**WHAT YOU ARE ASKED TO DO:**
Write the data out again, exactly as given.

**Stored items from a collection:**
use std::ops::Range;

use anyhow::Context as _;

use crate::config::DetectorConfig;
use crate::foundation::core::NormRect;
use crate::foundation::error::VestureResult;

/// Columns closer than this are merged into one busy segment.
const SEGMENT_GAP: u32 = 2;

/// Single-channel intensity image at the fixed analysis grid size.
#[derive(Clone, Debug, PartialEq, Eq)]
pub struct LumaGrid {
    pub width: u32,
    pub height: u32,
    pub data: Vec<u8>,
}

impl LumaGrid {
    #[inline]
    pub fn at(&self, x: u32, y: u32) -> u8 {
        self.data[(y * self.width + x) as usize]
    }

    pub fn row(&self, y: u32) -> &[u8] {
        let start = (y * self.width) as usize;
        &self.data[start..start + self.width as usize]
    }

    pub fn mean(&self) -> f32 {
        if self.data.is_empty() {
            return 0.0;
        }
        let sum: u64 = self.data.iter().map(|&v| u64::from(v)).sum();
        sum as f32 / self.data.len() as f32
    }
}

/// Decode an encoded image and resample it onto the analysis grid.
///
/// Nearest sampling keeps fine texture contrast intact; a smoothing filter would flatten the
/// edge energy the detector relies on.
pub fn decode_luma_grid(bytes: &[u8], width: u32, height: u32) -> VestureResult<LumaGrid> {
    let img = image::load_from_memory(bytes)
        .context("decode person image from memory")?;
    let luma = img
        .resize_exact(width, height, image::imageops::FilterType::Nearest)
        .to_luma8();
    Ok(LumaGrid {
        width,
        height,
        data: luma.into_raw(),
    })
}

/// Fixed vertical bands, as fractions of image height.
#[derive(Clone, Copy, Debug, PartialEq, Eq, Hash)]
pub enum Band {
    Face,
    Shoulders,
    Hips,
    Knees,
}

impl Band {
    pub const ALL: [Band; 4] = [Band::Face, Band::Shoulders, Band::Hips, Band::Knees];

    pub fn fractions(self) -> (f32, f32) {
        match self {
            Band::Face => (0.0, 0.25),
            Band::Shoulders => (0.15, 0.35),
            Band::Hips => (0.40, 0.55),
            Band::Knees => (0.65, 0.80),
        }
    }

    pub fn landmark(self) -> &'static str {
        match self {
            Band::Face => "face",
            Band::Shoulders => "shoulders",
            Band::Hips => "hips",
            Band::Knees => "knees",
        }
    }
}

/// Row range for a `(start, end)` fraction pair on a grid of `height` rows.
pub fn fraction_rows(height: u32, (start, end): (f32, f32)) -> Range<usize> {
    let h = height as f32;
    let a = (start * h).floor() as usize;
    let b = ((end * h).floor() as usize).min(height as usize);
    a..b.max(a)
}

#[derive(Clone, Debug, PartialEq)]
pub struct RowSignal {
    /// Mean neighbor difference inside the centered column band, normalized to `0..=1`.
    pub activity: f32,
    /// Busy column runs across the full width, as half-open `[start, end)`.
    pub segments: Vec<(u32, u32)>,
}

impl RowSignal {
    pub fn span(&self) -> Option<(u32, u32)> {
        let first = self.segments.first()?;
        let last = self.segments.last()?;
        Some((first.0, last.1))
    }

    pub fn span_width(&self) -> u32 {
        self.span().map_or(0, |(a, b)| b - a)
    }
}

/// Per-row activity signal for one person image; lives for a single analysis call.
#[derive(Clone, Debug, PartialEq)]
pub struct ActivityProfile {
    pub grid: LumaGrid,
    pub rows: Vec<RowSignal>,
    pub row_threshold: f32,
    pub background_threshold: f32,
    pub band_fill: f32,
}

impl ActivityProfile {
    pub fn measure(grid: LumaGrid, cfg: &DetectorConfig) -> Self {
        let w = grid.width;
        let band_w = ((w as f32 * cfg.center_band).round() as u32).clamp(2, w);
        let x0 = (w - band_w) / 2;
        let x1 = x0 + band_w;

        let rows = (0..grid.height)
            .map(|y| {
                let row = grid.row(y);
                let mut sum = 0u32;
                for x in x0..x1 - 1 {
                    sum += u32::from(row[x as usize].abs_diff(row[x as usize + 1]));
                }
                let activity = sum as f32 / ((x1 - x0 - 1) as f32 * 255.0);
                RowSignal {
                    activity,
                    segments: busy_segments(row, cfg.pixel_edge),
                }
            })
            .collect();

        Self {
            grid,
            rows,
            row_threshold: cfg.row_threshold,
            background_threshold: cfg.background_threshold,
            band_fill: cfg.band_fill,
        }
    }

    pub fn height(&self) -> u32 {
        self.grid.height
    }

    pub fn width(&self) -> u32 {
        self.grid.width
    }

    pub fn band_rows(&self, band: Band) -> Range<usize> {
        fraction_rows(self.height(), band.fractions())
    }

    pub fn is_busy(&self, y: usize) -> bool {
        self.rows[y].activity > self.row_threshold
    }

    /// Fraction of rows in `rows` that are busy.
    pub fn fill(&self, rows: Range<usize>) -> f32 {
        let n = rows.len();
        if n == 0 {
            return 0.0;
        }
        let busy = rows.filter(|&y| self.is_busy(y)).count();
        busy as f32 / n as f32
    }

    pub fn band_active(&self, band: Band) -> bool {
        self.fill(self.band_rows(band)) >= self.band_fill
    }

    /// Lowest row whose activity rises above the background threshold.
    pub fn bottom_edge(&self) -> Option<usize> {
        self.rows
            .iter()
            .rposition(|r| r.activity > self.background_threshold)
    }

    /// Fraction of image height from the top down to the bottom edge.
    pub fn body_height(&self) -> f32 {
        match self.bottom_edge() {
            Some(y) => (y + 1) as f32 / self.height() as f32,
            None => 0.0,
        }
    }

    /// Mean span width (normalized by grid width) over busy rows in `rows`.
    pub fn mean_span(&self, rows: Range<usize>) -> Option<f32> {
        let widths = rows
            .filter(|&y| self.is_busy(y))
            .map(|y| self.rows[y].span_width())
            .filter(|&w| w > 0)
            .collect::<Vec<_>>();
        if widths.is_empty() {
            return None;
        }
        let sum: u32 = widths.iter().sum();
        Some(sum as f32 / widths.len() as f32 / self.width() as f32)
    }

    /// Bounding box of busy content inside the face band.
    ///
    /// Horizontal edges are medians over busy rows so a shoulder line entering the bottom of
    /// the band does not stretch the box.
    pub fn face_region(&self) -> Option<NormRect> {
        let rows = self.band_rows(Band::Face);
        let busy = rows
            .filter(|&y| self.is_busy(y))
            .filter_map(|y| self.rows[y].span().map(|s| (y, s)))
            .collect::<Vec<_>>();
        let (top, _) = *busy.first()?;
        let (bottom, _) = *busy.last()?;

        let mut lefts = busy.iter().map(|(_, s)| s.0).collect::<Vec<_>>();
        let mut rights = busy.iter().map(|(_, s)| s.1).collect::<Vec<_>>();
        lefts.sort_unstable();
        rights.sort_unstable();
        let left = lefts[lefts.len() / 2];
        let right = rights[rights.len() / 2];
        if right <= left {
            return None;
        }

        let w = self.width() as f32;
        let h = self.height() as f32;
        Some(NormRect {
            x: left as f32 / w,
            y: top as f32 / h,
            width: (right - left) as f32 / w,
            height: (bottom + 1 - top) as f32 / h,
        })
    }
}

fn busy_segments(row: &[u8], pixel_edge: u8) -> Vec<(u32, u32)> {
    let mut out: Vec<(u32, u32)> = Vec::new();
    for x in 0..row.len().saturating_sub(1) {
        if row[x].abs_diff(row[x + 1]) < pixel_edge {
            continue;
        }
        let x = x as u32;
        match out.last_mut() {
            Some(last) if x <= last.1 + SEGMENT_GAP => last.1 = x + 1,
            _ => out.push((x, x + 1)),
        }
    }
    out
}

**ANSWER TO THE EXERCISE:**
use std::ops::Range;

use anyhow::Context as _;

use crate::config::DetectorConfig;
use crate::foundation::core::NormRect;
use crate::foundation::error::VestureResult;

/// Columns closer than this are merged into one busy segment.
const SEGMENT_GAP: u32 = 2;

/// Single-channel intensity image at the fixed analysis grid size.
#[derive(Clone, Debug, PartialEq, Eq)]
pub struct LumaGrid {
    pub width: u32,
    pub height: u32,
    pub data: Vec<u8>,
}

impl LumaGrid {
    #[inline]
    pub fn at(&self, x: u32, y: u32) -> u8 {
        self.data[(y * self.width + x) as usize]
    }

    pub fn row(&self, y: u32) -> &[u8] {
        let start = (y * self.width) as usize;
        &self.data[start..start + self.width as usize]
    }

    pub fn mean(&self) -> f32 {
        if self.data.is_empty() {
            return 0.0;
        }
        let sum: u64 = self.data.iter().map(|&v| u64::from(v)).sum();
        sum as f32 / self.data.len() as f32
    }
}

/// Decode an encoded image and resample it onto the analysis grid.
///
/// Nearest sampling keeps fine texture contrast intact; a smoothing filter would flatten the
/// edge energy the detector relies on.
pub fn decode_luma_grid(bytes: &[u8], width: u32, height: u32) -> VestureResult<LumaGrid> {
    let img = image::load_from_memory(bytes)
        .context("decode person image from memory")?;
    let luma = img
        .resize_exact(width, height, image::imageops::FilterType::Nearest)
        .to_luma8();
    Ok(LumaGrid {
        width,
        height,
        data: luma.into_raw(),
    })
}

/// Fixed vertical bands, as fractions of image height.
#[derive(Clone, Copy, Debug, PartialEq, Eq, Hash)]
pub enum Band {
    Face,
    Shoulders,
    Hips,
    Knees,
}

impl Band {
    pub const ALL: [Band; 4] = [Band::Face, Band::Shoulders, Band::Hips, Band::Knees];

    pub fn fractions(self) -> (f32, f32) {
        match self {
            Band::Face => (0.0, 0.25),
            Band::Shoulders => (0.15, 0.35),
            Band::Hips => (0.40, 0.55),
            Band::Knees => (0.65, 0.80),
        }
    }

    pub fn landmark(self) -> &'static str {
        match self {
            Band::Face => "face",
            Band::Shoulders => "shoulders",
            Band::Hips => "hips",
            Band::Knees => "knees",
        }
    }
}

/// Row range for a `(start, end)` fraction pair on a grid of `height` rows.
pub fn fraction_rows(height: u32, (start, end): (f32, f32)) -> Range<usize> {
    let h = height as f32;
    let a = (start * h).floor() as usize;
    let b = ((end * h).floor() as usize).min(height as usize);
    a..b.max(a)
}

#[derive(Clone, Debug, PartialEq)]
pub struct RowSignal {
    /// Mean neighbor difference inside the centered column band, normalized to `0..=1`.
    pub activity: f32,
    /// Busy column runs across the full width, as half-open `[start, end)`.
    pub segments: Vec<(u32, u32)>,
}

impl RowSignal {
    pub fn span(&self) -> Option<(u32, u32)> {
        let first = self.segments.first()?;
        let last = self.segments.last()?;
        Some((first.0, last.1))
    }

    pub fn span_width(&self) -> u32 {
        self.span().map_or(0, |(a, b)| b - a)
    }
}

/// Per-row activity signal for one person image; lives for a single analysis call.
#[derive(Clone, Debug, PartialEq)]
pub struct ActivityProfile {
    pub grid: LumaGrid,
    pub rows: Vec<RowSignal>,
    pub row_threshold: f32,
    pub background_threshold: f32,
    pub band_fill: f32,
}

impl ActivityProfile {
    pub fn measure(grid: LumaGrid, cfg: &DetectorConfig) -> Self {
        let w = grid.width;
        let band_w = ((w as f32 * cfg.center_band).round() as u32).clamp(2, w);
        let x0 = (w - band_w) / 2;
        let x1 = x0 + band_w;

        let rows = (0..grid.height)
            .map(|y| {
                let row = grid.row(y);
                let mut sum = 0u32;
                for x in x0..x1 - 1 {
                    sum += u32::from(row[x as usize].abs_diff(row[x as usize + 1]));
                }
                let activity = sum as f32 / ((x1 - x0 - 1) as f32 * 255.0);
                RowSignal {
                    activity,
                    segments: busy_segments(row, cfg.pixel_edge),
                }
            })
            .collect();

        Self {
            grid,
            rows,
            row_threshold: cfg.row_threshold,
            background_threshold: cfg.background_threshold,
            band_fill: cfg.band_fill,
        }
    }

    pub fn height(&self) -> u32 {
        self.grid.height
    }

    pub fn width(&self) -> u32 {
        self.grid.width
    }

    pub fn band_rows(&self, band: Band) -> Range<usize> {
        fraction_rows(self.height(), band.fractions())
    }

    pub fn is_busy(&self, y: usize) -> bool {
        self.rows[y].activity > self.row_threshold
    }

    /// Fraction of rows in `rows` that are busy.
    pub fn fill(&self, rows: Range<usize>) -> f32 {
        let n = rows.len();
        if n == 0 {
            return 0.0;
        }
        let busy = rows.filter(|&y| self.is_busy(y)).count();
        busy as f32 / n as f32
    }

    pub fn band_active(&self, band: Band) -> bool {
        self.fill(self.band_rows(band)) >= self.band_fill
    }

    /// Lowest row whose activity rises above the background threshold.
    pub fn bottom_edge(&self) -> Option<usize> {
        self.rows
            .iter()
            .rposition(|r| r.activity > self.background_threshold)
    }

    /// Fraction of image height from the top down to the bottom edge.
    pub fn body_height(&self) -> f32 {
        match self.bottom_edge() {
            Some(y) => (y + 1) as f32 / self.height() as f32,
            None => 0.0,
        }
    }

    /// Mean span width (normalized by grid width) over busy rows in `rows`.
    pub fn mean_span(&self, rows: Range<usize>) -> Option<f32> {
        let widths = rows
            .filter(|&y| self.is_busy(y))
            .map(|y| self.rows[y].span_width())
            .filter(|&w| w > 0)
            .collect::<Vec<_>>();
        if widths.is_empty() {
            return None;
        }
        let sum: u32 = widths.iter().sum();
        Some(sum as f32 / widths.len() as f32 / self.width() as f32)
    }

    /// Bounding box of busy content inside the face band.
    ///
    /// Horizontal edges are medians over busy rows so a shoulder line entering the bottom of
    /// the band does not stretch the box.
    pub fn face_region(&self) -> Option<NormRect> {
        let rows = self.band_rows(Band::Face);
        let busy = rows
            .filter(|&y| self.is_busy(y))
            .filter_map(|y| self.rows[y].span().map(|s| (y, s)))
            .collect::<Vec<_>>();
        let (top, _) = *busy.first()?;
        let (bottom, _) = *busy.last()?;

        let mut lefts = busy.iter().map(|(_, s)| s.0).collect::<Vec<_>>();
        let mut rights = busy.iter().map(|(_, s)| s.1).collect::<Vec<_>>();
        lefts.sort_unstable();
        rights.sort_unstable();
        let left = lefts[lefts.len() / 2];
        let right = rights[rights.len() / 2];
        if right <= left {
            return None;
        }

        let w = self.width() as f32;
        let h = self.height() as f32;
        Some(NormRect {
            x: left as f32 / w,
            y: top as f32 / h,
            width: (right - left) as f32 / w,
            height: (bottom + 1 - top) as f32 / h,
        })
    }
}

fn busy_segments(row: &[u8], pixel_edge: u8) -> Vec<(u32, u32)> {
    let mut out: Vec<(u32, u32)> = Vec::new();
    for x in 0..row.len().saturating_sub(1) {
        if row[x].abs_diff(row[x + 1]) < pixel_edge {
            continue;
        }
        let x = x as u32;
        match out.last_mut() {
            Some(last) if x <= last.1 + SEGMENT_GAP => last.1 = x + 1,
            _ => out.push((x, x + 1)),
        }
    }
    out
}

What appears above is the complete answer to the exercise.